━━━━━ Given records

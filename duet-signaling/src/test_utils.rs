use crate::channel::{ChangeKind, DocumentChange, Subscription};
use async_trait::async_trait;
use std::time::Duration;

#[async_trait]
pub trait SubscriptionExt {
    async fn recv_with_timeout(&mut self, timeout: Duration) -> anyhow::Result<DocumentChange>;

    async fn recv_kind_with_timeout(
        &mut self,
        timeout: Duration,
        kind: ChangeKind,
    ) -> anyhow::Result<DocumentChange>;
}

#[async_trait]
impl SubscriptionExt for Subscription {
    async fn recv_with_timeout(&mut self, timeout: Duration) -> anyhow::Result<DocumentChange> {
        match tokio::time::timeout(timeout, self.recv()).await {
            Ok(Some(change)) => Ok(change),
            Ok(None) => Err(anyhow::anyhow!("Subscription closed")),
            Err(_) => Err(anyhow::anyhow!("Timeout")),
        }
    }

    async fn recv_kind_with_timeout(
        &mut self,
        timeout: Duration,
        kind: ChangeKind,
    ) -> anyhow::Result<DocumentChange> {
        loop {
            let change = self.recv_with_timeout(timeout).await?;
            if change.kind == kind {
                return Ok(change);
            }
        }
    }
}
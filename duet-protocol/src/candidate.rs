use crate::{Fields, RecordError};
use serde::{Deserialize, Serialize};

/// A single reachability candidate appended by one peer for the other to apply.
#[derive(Debug, Clone, Serialize, Deserialize, PartialEq, Eq)]
pub struct CandidateRecord {
    /// Opaque transport description produced by the media engine.
    #[serde(rename = "candidate")]
    pub payload: String,
    #[serde(rename = "sdpMLineIndex")]
    pub media_line_index: u16,
    /// Media stream identification tag, may be empty but must be present.
    #[serde(rename = "sdpMid")]
    pub media_id: String,
}

impl CandidateRecord {
    pub fn new(
        payload: impl Into<String>,
        media_line_index: u16,
        media_id: impl Into<String>,
    ) -> Self {
        Self {
            payload: payload.into(),
            media_line_index,
            media_id: media_id.into(),
        }
    }

    pub fn encode(&self) -> Result<Fields, RecordError> {
        crate::encode(self)
    }

    pub fn decode(fields: &Fields) -> Result<Self, RecordError> {
        crate::decode(fields)
    }
}

#[cfg(test)]
mod tests {
    use super::*;
    use pretty_assertions::assert_eq;
    use serde_json::json;

    fn fields(value: serde_json::Value) -> Fields {
        match value {
            serde_json::Value::Object(fields) => fields,
            _ => unreachable!(),
        }
    }

    #[test]
    fn encode_uses_store_field_names() {
        let record = CandidateRecord::new(
            "candidate:1 1 udp 2122260223 10.0.0.1 50000 typ host",
            0,
            "0",
        );
        assert_eq!(
            serde_json::Value::Object(record.encode().unwrap()),
            json!({
                "candidate": "candidate:1 1 udp 2122260223 10.0.0.1 50000 typ host",
                "sdpMLineIndex": 0,
                "sdpMid": "0",
            })
        );
    }

    #[test]
    fn decode_empty_media_id() {
        let record = CandidateRecord::decode(&fields(json!({
            "candidate": "candidate:2",
            "sdpMLineIndex": 1,
            "sdpMid": "",
        })))
        .unwrap();
        assert_eq!(record, CandidateRecord::new("candidate:2", 1, ""));
    }

    #[test]
    fn decode_missing_payload() {
        let err = CandidateRecord::decode(&fields(json!({
            "sdpMLineIndex": 0,
            "sdpMid": "0",
        })))
        .unwrap_err();
        assert!(err.to_string().contains("candidate"));
    }

    #[test]
    fn decode_missing_media_id() {
        assert!(
            CandidateRecord::decode(&fields(json!({
                "candidate": "candidate:3",
                "sdpMLineIndex": 0,
            })))
            .is_err()
        );
    }

    #[test]
    fn decode_negative_line_index() {
        assert!(
            CandidateRecord::decode(&fields(json!({
                "candidate": "candidate:4",
                "sdpMLineIndex": -1,
                "sdpMid": "0",
            })))
            .is_err()
        );
    }
}
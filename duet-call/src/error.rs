use duet_protocol::{RecordError, Role};
use duet_signaling::error::ChannelError;
use duet_webrtc::error::MediaError;
use thiserror::Error;

#[derive(Debug, Error)]
pub enum CallError {
    #[error("a call is already active")]
    CallActive,
    #[error("no call active")]
    NoCallActive,
    #[error("no incoming call to answer")]
    NoIncomingCall,
    #[error("operation not permitted for the {0:?} role")]
    WrongRole(Role),
    #[error("media error: {0}")]
    Media(#[from] MediaError),
    #[error("signaling error: {0}")]
    Channel(#[from] ChannelError),
    #[error("malformed record: {0}")]
    Decode(#[from] RecordError),
    #[error("call state machine stopped")]
    Stopped,
    #[error(transparent)]
    Other(#[from] Box<anyhow::Error>),
}

impl From<anyhow::Error> for CallError {
    fn from(err: anyhow::Error) -> Self {
        CallError::Other(Box::new(err))
    }
}
use serde::{Deserialize, Serialize};
use webrtc::ice_transport::ice_server::RTCIceServer;
use webrtc::peer_connection::configuration::RTCConfiguration;

pub const WEBRTC_TRACK_ID: &str = "audio0";
pub const WEBRTC_TRACK_STREAM_ID: &str = "stream0";
pub const WEBRTC_CHANNELS: u16 = 2;
pub const WEBRTC_SAMPLE_RATE: u32 = 48_000;
pub const FRAME_DURATION_MS: u64 = 20;

#[derive(Debug, Clone, Serialize, Deserialize, PartialEq, Eq)]
pub struct IceServer {
    pub urls: Vec<String>,
    #[serde(default, skip_serializing_if = "Option::is_none")]
    pub username: Option<String>,
    #[serde(default, skip_serializing_if = "Option::is_none")]
    pub credential: Option<String>,
}

#[derive(Debug, Clone, Serialize, Deserialize, PartialEq, Eq)]
pub struct IceConfig {
    pub ice_servers: Vec<IceServer>,
}

impl Default for IceConfig {
    fn default() -> Self {
        Self {
            ice_servers: vec![IceServer {
                urls: vec!["stun:stun.l.google.com:19302".to_string()],
                username: None,
                credential: None,
            }],
        }
    }
}

pub trait IntoRtc<T> {
    fn into_rtc(self) -> T;
}

impl IntoRtc<RTCIceServer> for IceServer {
    fn into_rtc(self) -> RTCIceServer {
        RTCIceServer {
            urls: self.urls,
            username: self.username.unwrap_or_default(),
            credential: self.credential.unwrap_or_default(),
            ..Default::default()
        }
    }
}

impl IntoRtc<RTCConfiguration> for IceConfig {
    fn into_rtc(self) -> RTCConfiguration {
        RTCConfiguration {
            ice_servers: self
                .ice_servers
                .into_iter()
                .map(IntoRtc::into_rtc)
                .collect(),
            ..Default::default()
        }
    }
}

#[cfg(test)]
mod tests {
    use super::*;
    use pretty_assertions::assert_eq;

    #[test]
    fn into_rtc_configuration() {
        let config = IceConfig {
            ice_servers: vec![IceServer {
                urls: vec!["turn:turn.example.org:3478".to_string()],
                username: Some("user".to_string()),
                credential: Some("secret".to_string()),
            }],
        };

        let rtc: RTCConfiguration = config.into_rtc();
        assert_eq!(rtc.ice_servers.len(), 1);
        assert_eq!(rtc.ice_servers[0].urls, vec!["turn:turn.example.org:3478"]);
        assert_eq!(rtc.ice_servers[0].username, "user");
        assert_eq!(rtc.ice_servers[0].credential, "secret");
    }
}
//! Quality-gated revision workflow engine for generated webtoon content.
//!
//! This crate is the control-flow core of Hogarth. It drives any
//! "produce → judge → optionally improve" generation task through a bounded
//! number of iterations:
//!
//! ```text
//! PENDING → WRITING → EVALUATING → (REWRITING → EVALUATING)? → DONE | FAILED
//! ```
//!
//! The same engine shape is instantiated twice: once for prose stories and
//! once for structured webtoon scripts. Structured generator output passes
//! through a schema-repair layer that fills missing required fields with
//! deterministic defaults before validation, so generator flakiness never
//! reaches the rest of the pipeline.
//!
//! # Example
//!
//! ```rust,ignore
//! use hogarth_workflow::{WorkflowService, WorkflowSettings};
//! use hogarth_core::{SourcePost, StoryMood};
//! use hogarth_models::GeminiClient;
//! use std::sync::Arc;
//!
//! # async fn example() -> hogarth_error::HogarthResult<()> {
//! let driver = Arc::new(GeminiClient::from_env()?);
//! let service = WorkflowService::new(driver, WorkflowSettings::default());
//!
//! let post = SourcePost::new("t3_abc", "My neighbor's cat adopted me", "");
//! let run_id = service.submit_story(post, StoryMood::SliceOfLife).await;
//!
//! let status = service.status(&run_id).await?;
//! println!("{:?}", status.phase);
//! # Ok(())
//! # }
//! ```

#![forbid(unsafe_code)]
#![warn(missing_docs)]

mod engine;
mod extraction;
mod generate;
mod prompts;
mod registry;
mod repair;
mod script;
mod service;
mod settings;
mod state;
mod story;

pub use engine::{RevisionEngine, RevisionOutcome, RevisionSteps, RunHandle};
pub use extraction::{extract_json, parse_value};
pub use registry::RunRegistry;
pub use repair::{RepairReport, RepairedField, infer_gender, repair_script};
pub use script::{ScriptInput, ScriptSteps, rubric_evaluate};
pub use service::WorkflowService;
pub use settings::{RevisionPolicy, WorkflowSettings, WorkflowSettingsBuilder};
pub use state::{FailureInfo, Phase, RunId, RunSnapshot, RunState, WorkflowKind};
pub use story::{StoryInput, StorySteps, parse_story_evaluation};
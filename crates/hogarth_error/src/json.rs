//! JSON serialization error types.

/// JSON error wrapping serde failures with source location.
#[derive(Debug, Clone, derive_more::Display, derive_more::Error)]
#[display("JSON Error: {} at line {} in {}", message, line, file)]
pub struct JsonError {
    /// The underlying error message
    pub message: String,
    /// Line number where the error occurred
    pub line: u32,
    /// File where the error occurred
    pub file: &'static str,
}

impl JsonError {
    /// Create a new JsonError with the given message at the current location.
    #[track_caller]
    pub fn new(message: impl Into<String>) -> Self {
        let location = std::panic::Location::caller();
        Self {
            message: message.into(),
            line: location.line(),
            file: location.file(),
        }
    }
}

━━━━━━━━━━

Your output should consist solely of the lines from the beginning of the entries through the line containing "pub trait SubscriptionExt", reproduced exactly.

filename duet-signaling/src/test_utils.rs
use crate::channel::{ChangeKind, DocumentChange, Subscription};
use async_trait::async_trait;
use std::time::Duration;

#[async_trait]
pub trait SubscriptionExt {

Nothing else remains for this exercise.